13. The computing system of claim 8, wherein the core distribution system is further configured to disable the identified target cores via instructions between a Unified Extensible Firmware Interface or Basic Input/Output System of the computing system and an operating system of the computing system.
14. A computer-implemented method, the method comprising:
receiving a request to disable a number of cores in a processing unit, wherein the processing unit includes one or more core clusters, wherein each core cluster of the one or more core clusters comprises a physical arrangement of a plurality of cores;
distributing plurality of cores across the one or more core clusters and across the physical arrangement of the plurality of cores, wherein the distributing comprises:
determining the physical arrangement of the plurality of cores including rows and columns of cores;
identifying enabled cores and disabled cores within the physical arrangement;
identifying a number of target cores to disable from the physical arrangement by selecting the target cores to create a uniform physical distribution of the disabled cores and the enabled cores throughout the physical arrangement of the plurality of cores; and
disabling the identified target cores.
15. The method of claim 14, wherein selecting cores to create the uniform distribution of disabled cores and enabled cores comprises:
executing an algorithm that uniformly distributes the selected cores to disable throughout the physical arrangement based on physical locations of currently enabled cores and currently disabled cores.
16. The method of claim 14, wherein selecting target cores to create the uniform physical distribution of disabled cores and enabled cores further comprises:
(i) identifying a max cores cluster from the one or more core clusters that includes a greatest number of enabled cores in relation to the other dies;
(ii) within the max cores cluster, identifying a target core at a location based on the rows and the columns across the processing unit that include a greatest number of enabled cores;
(iii) disabling the target core; and
repeating (i), (ii), and (iii) until the requested number of cores to disable are disabled.
17. The method of claim 14, further comprising:
determining the physical arrangement of the plurality of cores from a core map that defines the plurality of cores for the one or more core clusters arranged in rows and columns;
identifying an area in the core map that includes a greatest number of enabled cores based on a summed combination of enabled cores from the rows and columns; and
selecting a target enabled core in the area and disabling the target enabled core.
18. The method of claim 14, further comprising:
selecting a first core cluster from the one or more core clusters that includes a greatest number of enabled cores from the plurality of cores;
in the selected first core cluster, identifying and selecting a most heavily utilized row and column in a core map including a row and column combination having a maximum number of enabled cores, where the row and column identifies a target core; and
disabling the target core associated with the row and column location.
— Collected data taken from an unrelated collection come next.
//! Monetary value types.
//!
//! [`Money`] is an immutable amount paired with a currency. Arithmetic never
//! crosses currencies and never produces a negative amount; both failure
//! modes surface as [`MoneyError`] instead of being silently coerced.

use std::fmt;

use rust_decimal::Decimal;
use serde::{Deserialize, Serialize};

/// Errors raised by monetary constructors and arithmetic.
#[derive(Debug, Clone, PartialEq, Eq, thiserror::Error)]
pub enum MoneyError {
    /// Amounts are non-negative by construction.
    #[error("monetary amounts cannot be negative: {amount}")]
    NegativeAmount {
        /// The offending amount.
        amount: Decimal,
    },
    /// Arithmetic and comparisons require matching currencies.
    #[error("currency mismatch: {left} vs {right}")]
    CurrencyMismatch {
        /// Currency on the left-hand side of the operation.
        left: CurrencyCode,
        /// Currency on the right-hand side of the operation.
        right: CurrencyCode,
    },
    /// Currency codes are three uppercase ASCII letters.
    #[error("invalid currency code: {code:?}")]
    InvalidCurrencyCode {
        /// The rejected input.
        code: String,
    },
}

/// ISO-4217-style currency code: three uppercase ASCII letters.
#[derive(Debug, Clone, PartialEq, Eq, Hash, Serialize, Deserialize)]
#[serde(try_from = "String", into = "String")]
pub struct CurrencyCode(String);

impl CurrencyCode {
    /// Validates and wraps a currency code.
    pub fn try_new(code: impl Into<String>) -> Result<Self, MoneyError> {
        let code = code.into();
        let valid = code.len() == 3 && code.bytes().all(|b| b.is_ascii_uppercase());
        if valid {
            Ok(Self(code))
        } else {
            Err(MoneyError::InvalidCurrencyCode { code })
        }
    }

    /// Returns the code as a string slice.
    pub fn as_str(&self) -> &str {
        self.0.as_str()
    }
}

impl fmt::Display for CurrencyCode {
    fn fmt(&self, f: &mut fmt::Formatter<'_>) -> fmt::Result {
        f.write_str(self.as_str())
    }
}

impl TryFrom<String> for CurrencyCode {
    type Error = MoneyError;

    fn try_from(value: String) -> Result<Self, Self::Error> {
        Self::try_new(value)
    }
}

impl From<CurrencyCode> for String {
    fn from(value: CurrencyCode) -> Self {
        value.0
    }
}

/// A discount expressed as a whole percentage between 0 and 100.
#[derive(Debug, Clone, Copy, PartialEq, Eq, Serialize, Deserialize)]
#[serde(try_from = "u8", into = "u8")]
pub struct DiscountPercent(u8);

/// Error raised when a discount percentage is out of range.
#[derive(Debug, Clone, Copy, PartialEq, Eq, thiserror::Error)]
#[error("discount must be between 0 and 100, got {value}")]
pub struct InvalidDiscount {
    /// The rejected percentage.
    pub value: u8,
}

impl DiscountPercent {
    /// Validates and wraps a percentage.
    pub const fn try_new(value: u8) -> Result<Self, InvalidDiscount> {
        if value <= 100 {
            Ok(Self(value))
        } else {
            Err(InvalidDiscount { value })
        }
    }

    /// Returns the percentage as an integer.
    pub const fn value(self) -> u8 {
        self.0
    }
}

impl TryFrom<u8> for DiscountPercent {
    type Error = InvalidDiscount;

    fn try_from(value: u8) -> Result<Self, Self::Error> {
        Self::try_new(value)
    }
}

impl From<DiscountPercent> for u8 {
    fn from(value: DiscountPercent) -> Self {
        value.0
    }
}

/// An immutable, non-negative amount of a single currency.
#[derive(Debug, Clone, PartialEq, Eq, Serialize, Deserialize)]
pub struct Money {
    amount: Decimal,
    currency: CurrencyCode,
}

impl Money {
    /// Creates a monetary value, rejecting negative amounts.
    pub fn try_new(amount: Decimal, currency: CurrencyCode) -> Result<Self, MoneyError> {
        if amount < Decimal::ZERO {
            return Err(MoneyError::NegativeAmount { amount });
        }
        Ok(Self { amount, currency })
    }

    /// A zero amount in the given currency.
    pub const fn zero(currency: CurrencyCode) -> Self {
        Self {
            amount: Decimal::ZERO,
            currency,
        }
    }

    /// Returns the numeric amount.
    pub const fn amount(&self) -> Decimal {
        self.amount
    }

    /// Returns the currency.
    pub const fn currency(&self) -> &CurrencyCode {
        &self.currency
    }

    fn require_same_currency(&self, other: &Self) -> Result<(), MoneyError> {
        if self.currency == other.currency {
            Ok(())
        } else {
            Err(MoneyError::CurrencyMismatch {
                left: self.currency.clone(),
                right: other.currency.clone(),
            })
        }
    }

    /// Adds another amount of the same currency.
    pub fn add(&self, other: &Self) -> Result<Self, MoneyError> {
        self.require_same_currency(other)?;
        Ok(Self {
            amount: self.amount + other.amount,
            currency: self.currency.clone(),
        })
    }

    /// Subtracts another amount of the same currency.
    ///
    /// Fails with [`MoneyError::NegativeAmount`] when the result would drop
    /// below zero.
    pub fn subtract(&self, other: &Self) -> Result<Self, MoneyError> {
        self.require_same_currency(other)?;
        let amount = self.amount - other.amount;
        if amount < Decimal::ZERO {
            return Err(MoneyError::NegativeAmount { amount });
        }
        Ok(Self {
            amount,
            currency: self.currency.clone(),
        })
    }

    /// Returns whether this amount covers `other` (same currency only).
    pub fn covers(&self, other: &Self) -> Result<bool, MoneyError> {
        self.require_same_currency(other)?;
        Ok(self.amount >= other.amount)
    }

    /// Multiplies the amount by a whole number of units (e.g. nights).
    pub fn multiply(&self, units: u32) -> Self {
        Self {
            amount: self.amount * Decimal::from(units),
            currency: self.currency.clone(),
        }
    }

    /// Reduces the amount by a whole-percentage discount.
    pub fn with_discount(&self, discount: DiscountPercent) -> Self {
        let rebate = self.amount * Decimal::from(discount.value()) / Decimal::ONE_HUNDRED;
        Self {
            amount: self.amount - rebate,
            currency: self.currency.clone(),
        }
    }
}

impl fmt::Display for Money {
    fn fmt(&self, f: &mut fmt::Formatter<'_>) -> fmt::Result {
        write!(f, "{} {}", self.amount, self.currency)
    }
}

#[cfg(test)]
mod tests {
    //! Regression coverage for this module.

    use rstest::rstest;
    use rust_decimal_macros::dec;

    use super::*;

    fn eur(amount: Decimal) -> Money {
        Money::try_new(amount, CurrencyCode::try_new("EUR").expect("valid code"))
            .expect("non-negative amount")
    }

    fn usd(amount: Decimal) -> Money {
        Money::try_new(amount, CurrencyCode::try_new("USD").expect("valid code"))
            .expect("non-negative amount")
    }

    #[rstest]
    #[case("eur")]
    #[case("EU")]
    #[case("EURO")]
    #[case("E1R")]
    #[case("")]
    fn rejects_malformed_currency_codes(#[case] code: &str) {
        assert!(matches!(
            CurrencyCode::try_new(code),
            Err(MoneyError::InvalidCurrencyCode { .. })
        ));
    }

    #[test]
    fn rejects_negative_construction() {
        let currency = CurrencyCode::try_new("EUR").expect("valid code");
        let err = Money::try_new(dec!(-1), currency).expect_err("negative amount");
        assert!(matches!(err, MoneyError::NegativeAmount { .. }));
    }

    #[test]
    fn adds_and_subtracts_same_currency() {
        let total = eur(dec!(10)).add(&eur(dec!(2.50))).expect("same currency");
        assert_eq!(total.amount(), dec!(12.50));

        let rest = total.subtract(&eur(dec!(12))).expect("same currency");
        assert_eq!(rest.amount(), dec!(0.50));
    }

    #[test]
    fn subtraction_below_zero_fails() {
        let err = eur(dec!(5)).subtract(&eur(dec!(6))).expect_err("underflow");
        assert!(matches!(err, MoneyError::NegativeAmount { .. }));
    }

    #[test]
    fn cross_currency_operations_fail() {
        let err = eur(dec!(5)).add(&usd(dec!(5))).expect_err("mismatch");
        assert!(matches!(err, MoneyError::CurrencyMismatch { .. }));

        let err = eur(dec!(5)).covers(&usd(dec!(1))).expect_err("mismatch");
        assert!(matches!(err, MoneyError::CurrencyMismatch { .. }));
    }

    #[rstest]
    #[case(dec!(100), 20, dec!(80))]
    #[case(dec!(100), 0, dec!(100))]
    #[case(dec!(100), 100, dec!(0))]
    #[case(dec!(99.90), 10, dec!(89.910))]
    fn applies_whole_percentage_discounts(
        #[case] amount: Decimal,
        #[case] percent: u8,
        #[case] expected: Decimal,
    ) {
        let discount = DiscountPercent::try_new(percent).expect("valid discount");
        assert_eq!(eur(amount).with_discount(discount).amount(), expected);
    }

    #[test]
    fn rejects_discount_above_hundred() {
        assert!(DiscountPercent::try_new(101).is_err());
    }

    #[test]
    fn multiplies_by_unit_count() {
        assert_eq!(eur(dec!(80)).multiply(3).amount(), dec!(240));
    }

    #[test]
    fn display_includes_currency() {
        assert_eq!(eur(dec!(20)).to_string(), "20 EUR");
    }
}
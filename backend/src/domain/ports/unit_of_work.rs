//! Port for the transactional boundary around one workflow invocation.

use async_trait::async_trait;
use uuid::Uuid;

use crate::domain::user::UserId;

use super::{BookingStore, LedgerStore, PropertyStore, StoreError, WalletStore};

/// Errors raised when opening or committing a unit of work.
#[derive(Debug, Clone, PartialEq, Eq, thiserror::Error)]
pub enum UnitOfWorkError {
    /// Another transaction committed over state this one read. Retryable
    /// after reloading.
    #[error("transaction conflict: {message}")]
    Conflict {
        /// Adapter-supplied context.
        message: String,
    },
    /// The backing store failed.
    #[error(transparent)]
    Store(#[from] StoreError),
}

impl UnitOfWorkError {
    /// Builds a [`UnitOfWorkError::Conflict`].
    pub fn conflict(message: impl Into<String>) -> Self {
        Self::Conflict {
            message: message.into(),
        }
    }
}

/// The shared-mutable-state region a transaction serialises on.
///
/// Mutating workflows take an advisory lock keyed by this scope for their
/// whole duration, so two confirmations for the same property cannot
/// interleave; wallet versioning at commit covers cross-scope wallet races.
#[derive(Debug, Clone, Copy, PartialEq, Eq, Hash)]
pub enum TxScope {
    /// Serialise on a property: its bookings and unavailable-date set.
    Property(Uuid),
    /// Serialise on the wallet owned by a user.
    WalletOwner(UserId),
    /// No lock; the transaction only reads.
    ReadOnly,
}

/// One atomic persistence boundary.
///
/// Store handles obtained from a unit of work stage their mutations; nothing
/// becomes visible until [`UnitOfWork::commit`] succeeds. Dropping the unit
/// of work uncommitted discards every staged mutation.
#[async_trait]
pub trait UnitOfWork: Send + Sync {
    /// Booking store scoped to this transaction.
    fn bookings(&self) -> &dyn BookingStore;

    /// Property store scoped to this transaction.
    fn properties(&self) -> &dyn PropertyStore;

    /// Wallet store scoped to this transaction.
    fn wallets(&self) -> &dyn WalletStore;

    /// Ledger store scoped to this transaction.
    fn ledger(&self) -> &dyn LedgerStore;

    /// Atomically applies every staged mutation.
    ///
    /// Fails with [`UnitOfWorkError::Conflict`] when optimistic version
    /// checks detect a concurrent committed update; in that case nothing is
    /// applied.
    async fn commit(self: Box<Self>) -> Result<(), UnitOfWorkError>;
}

/// Opens units of work.
#[async_trait]
pub trait UnitOfWorkFactory: Send + Sync {
    /// Begins a transaction, waiting for the advisory lock `scope` names.
    async fn begin(&self, scope: TxScope) -> Result<Box<dyn UnitOfWork>, UnitOfWorkError>;
}
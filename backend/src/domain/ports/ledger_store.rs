//! Port for the append-only wallet ledger.

use async_trait::async_trait;
use uuid::Uuid;

use crate::domain::wallet::LedgerEntry;

use super::StoreError;

/// Transactional, append-only store for ledger entries.
#[async_trait]
pub trait LedgerStore: Send + Sync {
    /// Stages a new ledger entry. Entries are never updated or removed.
    async fn append(&self, entry: &LedgerEntry) -> Result<(), StoreError>;

    /// Returns the entries recorded for `wallet_id`, oldest first.
    async fn list_for_wallet(&self, wallet_id: Uuid) -> Result<Vec<LedgerEntry>, StoreError>;
}
/******************************************************************************
   Author: Joaquín Béjar García
   Email: jb@taunais.com
   Date: 27/1/26
******************************************************************************/

//! Error types for the tradelink venue client.
//!
//! This module provides a unified error hierarchy using `thiserror` for typed,
//! domain-specific errors across all tradelink operations.
//!
//! The taxonomy separates failures by where they terminate:
//! - [`ValidationError`]: malformed application intent, never reaches the wire
//! - [`TransportError`]: socket-level failures, fatal for the current connection
//! - [`SessionError`]: protocol violations, fatal for the session
//! - [`WireError`]: encode/decode failures
//! - [`ClientError`]: umbrella type surfaced at the facade

use thiserror::Error;

/// Result type alias using [`ClientError`] as the error type.
pub type Result<T> = std::result::Result<T, ClientError>;

/// Top-level error type for all tradelink operations.
#[derive(Debug, Error)]
pub enum ClientError {
    /// Invalid application intent, rejected before any network effect.
    #[error("validation error: {0}")]
    Validation(#[from] ValidationError),

    /// Socket-level failure on the current connection.
    #[error("transport error: {0}")]
    Transport(#[from] TransportError),

    /// Session layer protocol failure.
    #[error("session error: {0}")]
    Session(#[from] SessionError),

    /// Wire encode/decode failure.
    #[error("wire error: {0}")]
    Wire(#[from] WireError),

    /// A registered handler failed while dispatching an inbound payload.
    ///
    /// Dispatch is fail-fast: remaining handlers in the same fan-out may
    /// not have been invoked.
    #[error("handler failed for event {event}: {source}")]
    Handler {
        /// Event name the handler was registered under.
        event: String,
        /// The handler's own error.
        source: Box<dyn std::error::Error + Send + Sync>,
    },

    /// Out-of-band HTTP fetch failure.
    #[error("fetch error: {reason}")]
    Fetch {
        /// Description of the failure.
        reason: String,
    },
}

impl ClientError {
    /// Returns true if this error is the clean end-of-connection signal.
    #[must_use]
    pub fn is_disconnect(&self) -> bool {
        matches!(self, Self::Transport(t) if t.is_disconnect())
    }
}

/// Errors raised when validating an order or query instruction.
///
/// Validation failures are always local: nothing is encoded and no session
/// state is touched.
#[derive(Debug, Error, Clone, PartialEq, Eq)]
pub enum ValidationError {
    /// Price below the venue minimum.
    #[error("price must be at least {min}, got {got}")]
    PriceTooLow {
        /// The rejected price.
        got: u32,
        /// Minimum accepted price.
        min: u32,
    },

    /// Price above the venue maximum.
    #[error("price cannot exceed {max}, got {got}")]
    PriceTooHigh {
        /// The rejected price.
        got: u32,
        /// Maximum accepted price.
        max: u32,
    },

    /// Quantity below the venue minimum.
    #[error("quantity must be at least {min}, got {got}")]
    QuantityTooLow {
        /// The rejected quantity.
        got: u32,
        /// Minimum accepted quantity.
        min: u32,
    },

    /// Quantity above the venue maximum.
    #[error("quantity cannot exceed {max}, got {got}")]
    QuantityTooHigh {
        /// The rejected quantity.
        got: u32,
        /// Maximum accepted quantity.
        max: u32,
    },

    /// Side value not in the accepted set.
    #[error("side must be one of BUY or SELL, got {value}")]
    InvalidSide {
        /// The rejected raw side value.
        value: u8,
    },

    /// Time-in-force value not in the accepted set.
    #[error("time in force must be one of IMMEDIATE_OR_CANCEL or GOOD_TIL_CANCELLED, got {value}")]
    InvalidTimeInForce {
        /// The rejected raw time-in-force value.
        value: u8,
    },

    /// Malformed venue identifier.
    #[error("invalid identifier: {reason}")]
    InvalidId {
        /// Description of why the identifier is invalid.
        reason: String,
    },
}

/// Errors in the frame transport layer.
///
/// All variants are terminal for the current connection. [`Disconnected`]
/// is the distinguished clean-stop signal: the peer closed the socket or a
/// read timed out with no bytes, and the inbound loop should finish rather
/// than crash.
///
/// [`Disconnected`]: TransportError::Disconnected
#[derive(Debug, Error, Clone, PartialEq, Eq)]
pub enum TransportError {
    /// Connect attempt did not complete within the configured timeout.
    #[error("connect to {addr} timed out")]
    ConnectTimeout {
        /// Address that was being connected to.
        addr: String,
    },

    /// Connect attempt was refused or otherwise failed.
    #[error("connect to {addr} failed: {reason}")]
    ConnectFailed {
        /// Address that was being connected to.
        addr: String,
        /// Description of the failure.
        reason: String,
    },

    /// The peer closed the connection or a read timed out with no bytes.
    #[error("socket disconnected")]
    Disconnected,

    /// Writing a frame to an established connection failed.
    #[error("frame write failed: {reason}")]
    WriteFailed {
        /// Description of the failure.
        reason: String,
    },

    /// A frame exceeded the configured maximum size.
    #[error("frame too large: {size} bytes exceeds maximum {max_size}")]
    FrameTooLarge {
        /// Actual frame size.
        size: usize,
        /// Maximum allowed size.
        max_size: usize,
    },

    /// I/O error from the underlying socket.
    #[error("io error: {0}")]
    Io(String),
}

impl TransportError {
    /// Returns true for the clean end-of-connection stop signal.
    #[must_use]
    pub const fn is_disconnect(&self) -> bool {
        matches!(self, Self::Disconnected)
    }
}

impl From<std::io::Error> for TransportError {
    fn from(err: std::io::Error) -> Self {
        Self::Io(err.to_string())
    }
}

/// Errors in session layer operations.
#[derive(Debug, Error, Clone, PartialEq, Eq)]
pub enum SessionError {
    /// Operation requires an open connection.
    #[error("session is not connected")]
    NotConnected,

    /// Operation requires an authenticated session.
    #[error("session is not authenticated")]
    NotAuthenticated,

    /// The venue rejected the login.
    #[error("login rejected: {reason}")]
    LoginRejected {
        /// Reason for rejection.
        reason: String,
    },

    /// Received sequence number did not match the expected value.
    ///
    /// Always fatal: the session must be torn down. The only permitted
    /// resynchronization is the server-issued reset at login.
    #[error("sequence gap: expected {expected}, received {received}")]
    SequenceGap {
        /// Expected incoming sequence number.
        expected: u32,
        /// Received sequence number.
        received: u32,
    },

    /// Received a payload of an unexpected kind during a handshake.
    #[error("unexpected payload: wanted {wanted}, got {got}")]
    UnexpectedPayload {
        /// Payload kind that was required.
        wanted: &'static str,
        /// Payload kind that arrived.
        got: String,
    },
}

/// Errors during payload encoding or decoding.
#[derive(Debug, Error, Clone, PartialEq, Eq)]
pub enum WireError {
    /// Buffer ended before the payload was complete.
    #[error("truncated payload: need {needed} bytes, have {available}")]
    Truncated {
        /// Bytes needed to continue decoding.
        needed: usize,
        /// Bytes available in the buffer.
        available: usize,
    },

    /// Unknown payload discriminant tag.
    #[error("unknown payload kind: {tag}")]
    UnknownKind {
        /// The unrecognized discriminant.
        tag: u8,
    },

    /// A field carried a value outside its schema range.
    #[error("invalid value for {field}: {reason}")]
    InvalidValue {
        /// Name of the offending field.
        field: &'static str,
        /// Description of why the value is invalid.
        reason: String,
    },

    /// Bytes remained after a complete payload was decoded.
    #[error("{count} trailing bytes after payload")]
    TrailingBytes {
        /// Number of unconsumed bytes.
        count: usize,
    },

    /// Invalid UTF-8 in a string field.
    #[error("invalid utf-8 in field: {0}")]
    InvalidUtf8(#[from] std::str::Utf8Error),
}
19. The method of claim 14, wherein the plurality of cores is arranged on one or more dies within the processing unit, wherein each die is associated with a different core cluster, wherein the method further comprises:
determining whether the physical arrangement represented by a core map of the processing unit includes an irregular core cluster;
wherein the irregular core cluster has one or more missing cores that are not present in one or more locations on the associated die causing the irregular core cluster to have an incomplete matrix of cores; and
for the one or more locations that do not have a core present, inserting a simulated disabled core into the core map to convert the irregular core cluster to a regular core cluster.
20. The method of claim 14, wherein selecting the target cores to create the uniform physical distribution of disabled cores and enabled cores further comprising:
distributing cores in two different dimensions including a first dimension across the one or more core clusters and a second dimension across a physical layout of the plurality of cores.